Anaerobic digestion of lignocellulosic waste: Environmental impact and economic assessment

Journal of Environmental Management 231: 352-363

Lignocellulosic waste (LW) is abundant in availability and is one of the suitable substrates for anaerobic digestion (AD). However, it is a complex solid substrate matrix that hinders the hydrolysis stage of anaerobic digestion. This study assessed various pre-treatment and post-treatments of lignocellulosic waste for anaerobic digestion benefiting from advanced P-graph and GaBi software (Thinkstep, Germany) from the perspective of cost and environmental performances (global warming potential, human toxicity, ozone depletion potential, particulate matter, photochemical oxidant creation, acidification and eutrophication potential). CaO pre-treatment (P4), H2S removal with membrane separation post-treatment (HSR MS) and without the composting of digestate is identified as the cost-optimal pathway.

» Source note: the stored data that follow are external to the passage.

//! Platform adapter contract.
//!
//! Every platform integration (Twitch, YouTube, TikTok) satisfies
//! [`PlatformAdapter`]: the lifecycle service hands it an [`EventHandlers`]
//! record on initialize, the adapter translates SDK payloads into
//! [`EventRecord`]s and invokes the handler for the canonical kind, and
//! auxiliary connection telemetry flows through a registered callback.
//! Records are re-validated by the router, so adapters do not have to be
//! trusted with validation.

use std::collections::HashMap;
use std::sync::Arc;

use async_trait::async_trait;
use thiserror::Error;

use crate::envelope::{EventKind, EventRecord, Platform};

/// Adapter operation errors.
#[derive(Debug, Clone, Error)]
pub enum AdapterError {
    #[error("adapter initialization failed: {0}")]
    InitializeFailed(String),

    #[error("adapter cleanup failed: {0}")]
    CleanupFailed(String),

    #[error("adapter is not connected")]
    NotConnected,
}

/// Auxiliary telemetry an adapter reports outside the event stream.
#[derive(Debug, Clone, PartialEq)]
pub enum AdapterTelemetry {
    /// The underlying SDK connection is up.
    Connected,
    /// The underlying SDK connection dropped.
    Disconnected { reason: String },
    /// A non-fatal SDK error worth surfacing.
    Error { message: String },
}

/// Callback invoked with a translated canonical record.
pub type EventCallback = Arc<dyn Fn(EventRecord) + Send + Sync>;

/// Callback invoked with adapter telemetry.
pub type TelemetryCallback = Arc<dyn Fn(AdapterTelemetry) + Send + Sync>;

/// The record of callbacks handed to an adapter on initialize,
/// one per canonical event kind.
#[derive(Clone, Default)]
pub struct EventHandlers {
    handlers: HashMap<EventKind, EventCallback>,
}

impl EventHandlers {
    pub fn new() -> Self {
        Self::default()
    }

    /// Register a handler for one canonical kind (builder style).
    pub fn on<F>(mut self, kind: EventKind, handler: F) -> Self
    where
        F: Fn(EventRecord) + Send + Sync + 'static,
    {
        self.handlers.insert(kind, Arc::new(handler));
        self
    }

    /// Register one handler for every canonical kind.
    ///
    /// The lifecycle service uses this to funnel all records into the
    /// router's single dispatch path.
    pub fn forward_all<F>(handler: F) -> Self
    where
        F: Fn(EventRecord) + Send + Sync + 'static,
    {
        let handler: EventCallback = Arc::new(handler);
        let mut handlers = HashMap::new();
        for kind in [
            EventKind::Chat,
            EventKind::Follow,
            EventKind::Gift,
            EventKind::Paypiggy,
            EventKind::GiftPaypiggy,
            EventKind::EnvelopeGift,
            EventKind::Raid,
            EventKind::Share,
            EventKind::Cheer,
            EventKind::Redemption,
            EventKind::ViewerCount,
            EventKind::StreamStatus,
        ] {
            handlers.insert(kind, Arc::clone(&handler));
        }
        Self { handlers }
    }

    /// Invoke the handler registered for `kind`, if any.
    ///
    /// Returns true when a handler ran. Unhandled kinds are dropped
    /// silently; the adapter may emit kinds the embedder has not wired.
    pub fn invoke(&self, kind: EventKind, record: EventRecord) -> bool {
        match self.handlers.get(&kind) {
            Some(handler) => {
                handler(record);
                true
            }
            None => {
                tracing::debug!(kind = %kind, "no handler registered; record dropped");
                false
            }
        }
    }

    /// Number of registered handlers.
    pub fn len(&self) -> usize {
        self.handlers.len()
    }

    pub fn is_empty(&self) -> bool {
        self.handlers.is_empty()
    }
}

impl std::fmt::Debug for EventHandlers {
    fn fmt(&self, f: &mut std::fmt::Formatter<'_>) -> std::fmt::Result {
        f.debug_struct("EventHandlers")
            .field("kinds", &self.handlers.len())
            .finish()
    }
}

/// Contract every platform integration must satisfy.
///
/// Implementations own their SDK connection. `initialize` must not return
/// until the connection is established (or failed); `cleanup` must release
/// all SDK resources and is expected to complete within the lifecycle
/// service's cleanup timeout.
#[async_trait]
pub trait PlatformAdapter: Send + Sync {
    /// The platform this adapter integrates.
    fn platform(&self) -> Platform;

    /// Connect and start translating platform payloads into the handlers.
    async fn initialize(&self, handlers: EventHandlers) -> Result<(), AdapterError>;

    /// Disconnect and release resources.
    async fn cleanup(&self) -> Result<(), AdapterError>;

    /// Register a callback for auxiliary connection telemetry.
    fn on_telemetry(&self, callback: TelemetryCallback);
}

#[cfg(test)]
mod tests {
    use super::*;
    use std::sync::atomic::{AtomicUsize, Ordering};
    use std::sync::Mutex;

    fn chat_record() -> EventRecord {
        EventRecord {
            platform: "twitch".to_string(),
            kind: "chat".to_string(),
            id: None,
            timestamp: Some(chrono::Utc::now()),
            username: Some("viewer".to_string()),
            user_id: Some(serde_json::json!("1")),
            data: crate::envelope::RecordData {
                text: Some("hi".to_string()),
                ..Default::default()
            },
            correlation_id: None,
        }
    }

    #[test]
    fn test_per_kind_dispatch() {
        let seen = Arc::new(Mutex::new(Vec::new()));
        let seen_clone = Arc::clone(&seen);

        let handlers = EventHandlers::new().on(EventKind::Chat, move |record| {
            seen_clone.lock().unwrap().push(record.kind);
        });

        assert!(handlers.invoke(EventKind::Chat, chat_record()));
        assert!(!handlers.invoke(EventKind::Gift, chat_record()));
        assert_eq!(*seen.lock().unwrap(), vec!["chat".to_string()]);
    }

    #[test]
    fn test_forward_all_covers_every_kind() {
        let count = Arc::new(AtomicUsize::new(0));
        let count_clone = Arc::clone(&count);

        let handlers = EventHandlers::forward_all(move |_| {
            count_clone.fetch_add(1, Ordering::SeqCst);
        });
        assert_eq!(handlers.len(), 12);

        assert!(handlers.invoke(EventKind::Gift, chat_record()));
        assert!(handlers.invoke(EventKind::StreamStatus, chat_record()));
        assert_eq!(count.load(Ordering::SeqCst), 2);
    }
}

The biological (P7- Enzyme, P8- Microbial Consortium) and physical (P1- Grinding, P2- Steam Explosion, P3- Water Vapour) pre-treatments alternatives have lower environmental impacts than chemical pre-treatments (P4- CaO, P5- NaOH, P6- H2SO4) however they are not part of the near cost optimal solutions. For post-treatment, the near cost optimal alternatives are H2S removal with organic physical scrubbing (HSR OPS) and H2S removal with amine scrubbing (HSR AS). HSR AS has a better performance in the overall environmental impacts followed by HSR MS and HSR OPS. In general, the suggested cost-optimal solution is still having relatively lower environmental impacts and feasible for implementation (cost effective). There is very complicated to find a universal AD solution. Different scenarios (the type of substrate, the scale, product demand, policies) have different constraints and consequently solutions. The trade-offs between cost and environment performances should be a future extension of this work.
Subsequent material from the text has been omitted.